Dostoevsky had asked that the money he so urgently requested be forwarded to Turin, where it would await them once the ill-matched pair, alternating between tenderness and tantrums, had crossed the Alps by way of Switzerland. On arrival, however, they found nothing, and both lived in constant fear of being summoned to pay their hotel bill and dragged to the police. “Here, that’s how things are done,” Dostoevsky informs Mikhail, “no arrangement is possible . . . and I am not alone here. It’s horrible!” But the eagerly awaited funds finally came to the rescue. Meanwhile, Dostoevsky had tried to do some writing—perhaps a travel article, perhaps some notes for
The Gambler
, but, he tells Mikhail, “I tore up everything I had written in Turin. I have had enough of writing on order.”
26
After a stormy sea voyage from Genoa, with a stopover in Livorno, the two arrived in Rome. “Yesterday morning,” he wrote to Strakhov, “I visited St. Peter’s! The impression is very strong, Nikolay Nikolaevich, and gives one a shiver up the spine.”
27
The shiver, one presumes, was not caused by aesthetic appreciation but rather by the mighty power for evil that Dostoevsky always associated with the Roman church. Despite the harassments attendant on his wanderings, and prompted by Strakhov, Dostoevsky had found time to further his education. “Tell Strakhov that I am carefully reading the Slavophils,” he had instructed Mikhail, “and that I have found something new.”
28
What he could not have discovered through Belinsky and Herzen was the systematic
theological
basis that the Slavophils had provided for their ideas. Slavophil theology was bitterly anti-Catholic and traced all the evils of mankind, past and present, back to the Roman Catholic pope’s assumption of the temporal power once possessed by the Roman emperors.
29
St.

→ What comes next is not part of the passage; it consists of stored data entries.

use axum::{
    Router,
    routing::{get, post, put},
};

use super::handlers::{
    approve_batch, approve_clip, delete_all_clips, delete_clip, export_clips, get_clip, health, import_analysis,
    import_player_analysis, list_clips, process_all, process_clip, reject_clip, statistics, training_batch,
    update_label,
};
use crate::state::AppState;

pub fn routes() -> Router<AppState> {
    Router::new()
        .route("/health", get(health))
        .route("/import", post(import_analysis))
        .route("/import-player", post(import_player_analysis))
        .route("/clips", get(list_clips).delete(delete_all_clips))
        .route("/clips/approve-batch", post(approve_batch))
        .route("/clips/:id", get(get_clip).delete(delete_clip))
        .route("/clips/:id/approve", post(approve_clip))
        .route("/clips/:id/reject", post(reject_clip))
        .route("/clips/:id/label", put(update_label))
        .route("/clips/:id/process", post(process_clip))
        .route("/process-all", post(process_all))
        .route("/export", post(export_clips))
        .route("/statistics", get(statistics))
        .route("/training-batch", get(training_batch))
}
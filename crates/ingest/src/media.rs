use std::ffi::OsStr;
use std::path::Path;
use std::process::Output;

use serde::Deserialize;
use tokio::process::Command;

use crate::error::{IngestError, Result};
use crate::traits::{MediaToolkit, VideoMetadata};

const YT_DLP_FORMAT: &str = "best[height<=720][ext=mp4]/best[height<=720]/best";
const MAX_FILESIZE: &str = "500M";
const STDERR_TAIL: usize = 500;

/// [`MediaToolkit`] backed by the `yt-dlp`, `ffmpeg` and `ffprobe` binaries.
#[derive(Debug, Clone)]
pub struct CommandMedia {
    yt_dlp: String,
    ffmpeg: String,
    ffprobe: String,
}

impl CommandMedia {
    pub fn new(yt_dlp: impl Into<String>, ffmpeg: impl Into<String>, ffprobe: impl Into<String>) -> Self {
        Self {
            yt_dlp: yt_dlp.into(),
            ffmpeg: ffmpeg.into(),
            ffprobe: ffprobe.into(),
        }
    }
}

impl Default for CommandMedia {
    fn default() -> Self {
        Self::new("yt-dlp", "ffmpeg", "ffprobe")
    }
}

/// Last `max` characters of a tool's stderr.
pub(crate) fn tail(text: &str, max: usize) -> &str {
    let text = text.trim();
    match text.char_indices().rev().nth(max.saturating_sub(1)) {
        Some((idx, _)) if max > 0 => &text[idx..],
        _ => text,
    }
}

async fn run<I, S>(program: &str, args: I) -> Result<Output>
where
    I: IntoIterator<Item = S>,
    S: AsRef<OsStr>,
{
    let output = Command::new(program)
        .args(args)
        .kill_on_drop(true)
        .output()
        .await
        .map_err(|e| IngestError::MediaError(format!("failed to start {}: {}", program, e)))?;

    if !output.status.success() {
        let stderr = String::from_utf8_lossy(&output.stderr);
        return Err(IngestError::MediaError(format!(
            "{} exited with {}: {}",
            program,
            output.status,
            tail(&stderr, STDERR_TAIL)
        )));
    }

    Ok(output)
}

fn parse_duration(stdout: &str) -> Result<f64> {
    stdout
        .lines()
        .map(str::trim)
        .find(|line| !line.is_empty())
        .and_then(|line| line.parse::<f64>().ok())
        .filter(|d| d.is_finite() && *d >= 0.0)
        .ok_or_else(|| IngestError::MediaError(format!("unreadable duration: {:?}", stdout.trim())))
}

#[derive(Debug, Deserialize)]
struct YtDlpInfo {
    #[serde(default)]
    title: String,
    duration: Option<f64>,
    uploader: Option<String>,
    thumbnail: Option<String>,
}

fn parse_metadata(stdout: &str) -> Result<VideoMetadata> {
    // one JSON object per line, the last one describes the downloaded video
    let line = stdout
        .lines()
        .rev()
        .map(str::trim)
        .find(|l| l.starts_with('{'))
        .ok_or_else(|| IngestError::MediaError("yt-dlp printed no metadata".to_string()))?;

    let info: YtDlpInfo = serde_json::from_str(line)?;
    Ok(VideoMetadata {
        title: info.title,
        duration: info.duration,
        uploader: info.uploader,
        thumbnail: info.thumbnail,
    })
}

#[async_trait::async_trait]
impl MediaToolkit for CommandMedia {
    async fn video_duration(&self, video: &Path) -> Result<f64> {
        let output = run(
            &self.ffprobe,
            [
                OsStr::new("-v"),
                OsStr::new("error"),
                OsStr::new("-show_entries"),
                OsStr::new("format=duration"),
                OsStr::new("-of"),
                OsStr::new("default=noprint_wrappers=1:nokey=1"),
                video.as_os_str(),
            ],
        )
        .await?;

        parse_duration(&String::from_utf8_lossy(&output.stdout))
    }

    async fn extract_frame(&self, video: &Path, at_seconds: f64, output: &Path) -> Result<()> {
        let at = format!("{:.3}", at_seconds.max(0.0));
        run(
            &self.ffmpeg,
            [
                OsStr::new("-y"),
                OsStr::new("-loglevel"),
                OsStr::new("error"),
                OsStr::new("-ss"),
                OsStr::new(&at),
                OsStr::new("-i"),
                video.as_os_str(),
                OsStr::new("-frames:v"),
                OsStr::new("1"),
                OsStr::new("-q:v"),
                OsStr::new("2"),
                output.as_os_str(),
            ],
        )
        .await?;

        Ok(())
    }

    async fn download(&self, url: &str, output: &Path) -> Result<VideoMetadata> {
        tracing::info!("Downloading {} to {}", url, output.display());

        let result = run(
            &self.yt_dlp,
            [
                OsStr::new("-f"),
                OsStr::new(YT_DLP_FORMAT),
                OsStr::new("--no-playlist"),
                OsStr::new("--max-filesize"),
                OsStr::new(MAX_FILESIZE),
                OsStr::new("--merge-output-format"),
                OsStr::new("mp4"),
                OsStr::new("--dump-json"),
                OsStr::new("--no-simulate"),
                OsStr::new("-o"),
                output.as_os_str(),
                OsStr::new(url),
            ],
        )
        .await?;

        if !tokio::fs::try_exists(output).await.unwrap_or(false) {
            return Err(IngestError::MediaError(format!(
                "yt-dlp finished but {} is missing",
                output.display()
            )));
        }

        parse_metadata(&String::from_utf8_lossy(&result.stdout))
    }

    async fn video_info(&self, url: &str) -> Result<VideoMetadata> {
        let result = run(
            &self.yt_dlp,
            [
                OsStr::new("--no-playlist"),
                OsStr::new("--skip-download"),
                OsStr::new("--dump-json"),
                OsStr::new(url),
            ],
        )
        .await?;

        parse_metadata(&String::from_utf8_lossy(&result.stdout))
    }

    async fn trim(&self, input: &Path, start: f64, duration: f64, output: &Path) -> Result<()> {
        if duration <= 0.0 {
            return Err(IngestError::ValidationError(format!(
                "clip duration must be positive, got {}",
                duration
            )));
        }

        if let Some(parent) = output.parent() {
            tokio::fs::create_dir_all(parent).await?;
        }

        let start = format!("{:.3}", start.max(0.0));
        let duration = format!("{:.3}", duration);
        run(
            &self.ffmpeg,
            [
                OsStr::new("-y"),
                OsStr::new("-loglevel"),
                OsStr::new("error"),
                OsStr::new("-ss"),
                OsStr::new(&start),
                OsStr::new("-i"),
                input.as_os_str(),
                OsStr::new("-t"),
                OsStr::new(&duration),
                OsStr::new("-c:v"),
                OsStr::new("libx264"),
                OsStr::new("-c:a"),
                OsStr::new("aac"),
                output.as_os_str(),
            ],
        )
        .await?;

        Ok(())
    }
}

#[cfg(test)]
mod tests {
    use super::*;

    #[test]
    fn test_parse_duration() {
        assert_eq!(parse_duration("12.480000\n").unwrap(), 12.48);
        assert!(parse_duration("N/A").is_err());
        assert!(parse_duration("").is_err());
    }

    #[test]
    fn test_parse_metadata_uses_last_object() {
        let stdout = "[info] something\n{\"title\":\"A vs B\",\"duration\":95.0,\"uploader\":\"WTT\"}\n";
        let meta = parse_metadata(stdout).unwrap();
        assert_eq!(meta.title, "A vs B");
        assert_eq!(meta.duration, Some(95.0));
        assert_eq!(meta.uploader.as_deref(), Some("WTT"));
        assert!(meta.thumbnail.is_none());
    }

    #[test]
    fn test_tail_keeps_end() {
        assert_eq!(tail("abcdef", 3), "def");
        assert_eq!(tail("ab", 10), "ab");
    }

    #[tokio::test]
    async fn test_missing_binary_is_media_error() {
        let media = CommandMedia::new("yt-dlp", "ffmpeg", "definitely-not-a-real-ffprobe");
        let err = media.video_duration(Path::new("x.mp4")).await.unwrap_err();
        assert!(matches!(err, IngestError::MediaError(_)));
    }
}
use std::collections::BTreeMap;

use chrono::{DateTime, NaiveDate, Utc};
use serde::{Deserialize, Serialize};
use utoipa::{IntoParams, ToSchema};
use validator::Validate;

use crate::models::{PlayStyle, RosterPlayer};

#[derive(Debug, Deserialize, IntoParams)]
pub struct RosterQuery {
    /// men or women
    pub gender: Option<String>,
}

#[derive(Debug, Serialize, Deserialize, ToSchema)]
pub struct RosterResponse {
    pub success: bool,
    pub total: usize,
    pub players: Vec<RosterPlayer>,
}

#[derive(Debug, Clone, Deserialize, Validate, ToSchema)]
pub struct MatchupRequest {
    #[validate(length(min = 1, max = 255, message = "player1 is required"))]
    pub player1: String,
    #[validate(length(min = 1, max = 255, message = "player2 is required"))]
    pub player2: String,
}

#[derive(Debug, Clone, Deserialize, Validate, ToSchema)]
pub struct TacticsRequest {
    #[validate(length(min = 1, max = 255, message = "player is required"))]
    pub player: String,
    #[validate(length(min = 1, max = 255, message = "opponent is required"))]
    pub opponent: String,
}

#[derive(Debug, Deserialize, IntoParams)]
pub struct HeadToHeadQuery {
    pub player1: String,
    pub player2: String,
}

#[derive(Debug, Clone, PartialEq, Serialize, Deserialize, ToSchema)]
pub struct RankingFactor {
    pub player1_rank: u32,
    pub player2_rank: u32,
    pub advantage: Option<String>,
}

#[derive(Debug, Clone, PartialEq, Serialize, Deserialize, ToSchema)]
pub struct RatingFactor {
    pub player1_rating: u32,
    pub player2_rating: u32,
    pub advantage: Option<String>,
}

#[derive(Debug, Clone, PartialEq, Serialize, Deserialize, ToSchema)]
pub struct HeadToHeadFactor {
    pub player1_wins: u32,
    pub player2_wins: u32,
    pub advantage: Option<String>,
}

#[derive(Debug, Clone, PartialEq, Serialize, Deserialize, ToSchema)]
pub struct FormFactor {
    /// "W L W" newest first, or "N/A"
    pub player1_form: String,
    pub player2_form: String,
    pub advantage: Option<String>,
}

#[derive(Debug, Clone, PartialEq, Serialize, Deserialize, ToSchema)]
pub struct StyleFactor {
    pub player1_style: PlayStyle,
    pub player2_style: PlayStyle,
    /// Positive favours player1
    pub matchup_score: f64,
}

#[derive(Debug, Clone, PartialEq, Serialize, Deserialize, ToSchema)]
pub struct PredictionFactors {
    pub ranking: RankingFactor,
    pub rating: RatingFactor,
    pub head_to_head: HeadToHeadFactor,
    pub recent_form: FormFactor,
    pub style_matchup: StyleFactor,
}

#[derive(Debug, Clone, PartialEq, Serialize, Deserialize, ToSchema)]
pub struct MatchPrediction {
    pub player1: String,
    pub player2: String,
    pub player1_win_prob: f64,
    pub player2_win_prob: f64,
    /// `None` when both sides are exactly even
    pub predicted_winner: Option<String>,
    pub confidence: f64,
    pub factors: PredictionFactors,
    /// Sets, "4-1" from player1's side
    pub suggested_score: String,
}

#[derive(Debug, Clone, Copy, Default, PartialEq, Eq, Serialize, Deserialize, ToSchema)]
pub struct WinLoss {
    pub wins: u32,
    pub losses: u32,
}

impl WinLoss {
    pub fn record(&mut self, won: bool) {
        if won {
            self.wins += 1;
        } else {
            self.losses += 1;
        }
    }
}

#[derive(Debug, Clone, Default, PartialEq, Serialize, Deserialize, ToSchema)]
pub struct OpponentRankSplit {
    pub vs_top5: WinLoss,
    pub vs_top10: WinLoss,
    pub vs_top20: WinLoss,
}

#[derive(Debug, Clone, PartialEq, Serialize, Deserialize, ToSchema)]
pub struct PlayerStats {
    pub name: String,
    pub total_matches: u32,
    pub wins: u32,
    pub losses: u32,
    pub win_rate: f64,
    pub avg_sets_won: f64,
    pub avg_sets_lost: f64,
    /// "W" / "L", newest first, at most five
    pub recent_form: Vec<String>,
    pub by_round: BTreeMap<String, WinLoss>,
    pub by_opponent_rank: OpponentRankSplit,
}

impl PlayerStats {
    pub fn recent_win_rate(&self) -> f64 {
        if self.recent_form.is_empty() {
            return 0.0;
        }
        self.recent_form.iter().filter(|r| *r == "W").count() as f64 / self.recent_form.len() as f64
    }
}

#[derive(Debug, Clone, PartialEq, Serialize, Deserialize, ToSchema)]
pub struct HeadToHeadMatch {
    pub date: Option<NaiveDate>,
    pub tournament: String,
    pub score: String,
    pub winner: String,
}

#[derive(Debug, Clone, PartialEq, Serialize, Deserialize, ToSchema)]
pub struct HeadToHead {
    pub player1: String,
    pub player2: String,
    pub player1_wins: u32,
    pub player2_wins: u32,
    pub matches: Vec<HeadToHeadMatch>,
}

impl HeadToHead {
    pub fn total(&self) -> u32 {
        self.player1_wins + self.player2_wins
    }

    /// player1's share of wins, `None` without any meeting.
    pub fn player1_win_rate(&self) -> Option<f64> {
        match self.total() {
            0 => None,
            total => Some(self.player1_wins as f64 / total as f64),
        }
    }
}

#[derive(Debug, Serialize, Deserialize, ToSchema)]
pub struct PredictionResponse {
    pub success: bool,
    pub prediction: MatchPrediction,
}

#[derive(Debug, Serialize, Deserialize, ToSchema)]
pub struct MatchPreview {
    pub success: bool,
    pub prediction: MatchPrediction,
    pub player1_stats: PlayerStats,
    pub player2_stats: PlayerStats,
    pub head_to_head: Option<HeadToHead>,
    pub analysis_time: DateTime<Utc>,
}

#[derive(Debug, Serialize, Deserialize, ToSchema)]
pub struct PlayerStatsResponse {
    pub success: bool,
    pub stats: PlayerStats,
}

#[derive(Debug, Serialize, Deserialize, ToSchema)]
pub struct HeadToHeadResponse {
    pub success: bool,
    pub head_to_head: Option<HeadToHead>,
    #[serde(skip_serializing_if = "Option::is_none")]
    pub message: Option<String>,
}

#[derive(Debug, Clone, PartialEq, Serialize, Deserialize, ToSchema)]
pub struct TacticSuggestion {
    /// serve, receive, rally, counter or mental
    pub category: String,
    pub title: String,
    pub description: String,
    /// 1 to 5, 5 most important
    pub priority: u8,
    pub based_on: String,
}

#[derive(Debug, Clone, PartialEq, Serialize, Deserialize, ToSchema)]
pub struct MatchTactics {
    pub player: String,
    pub opponent: String,
    pub overall_strategy: String,
    pub key_points: Vec<String>,
    pub suggestions: Vec<TacticSuggestion>,
    pub opponent_weaknesses: Vec<String>,
    pub player_strengths: Vec<String>,
    pub risk_factors: Vec<String>,
}

#[derive(Debug, Serialize, Deserialize, ToSchema)]
pub struct TacticsResponse {
    pub success: bool,
    pub tactics: MatchTactics,
}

Peter’s, in Dostoevsky’s
eyes, could only have been seen as the living embodiment of such un-Christian claims to worldly grandeur, and his visit to Rome thus coincided with an important phase in the evolution of his ideas. Slavophil thought now gave his personal prejudices a wide-ranging conceptual foundation, and it was only after this second trip to Europe that Dostoevsky begins to express the opposition between Russia and Europe in primarily religious terms. “The Polish War,” he confides to his notebook during the winter of 1863–1864, “is a war of two Christianities—it is the beginning of the future war between Orthodoxy and Catholicism, in other words—of the Slavic genius with European civilization” (20: 170).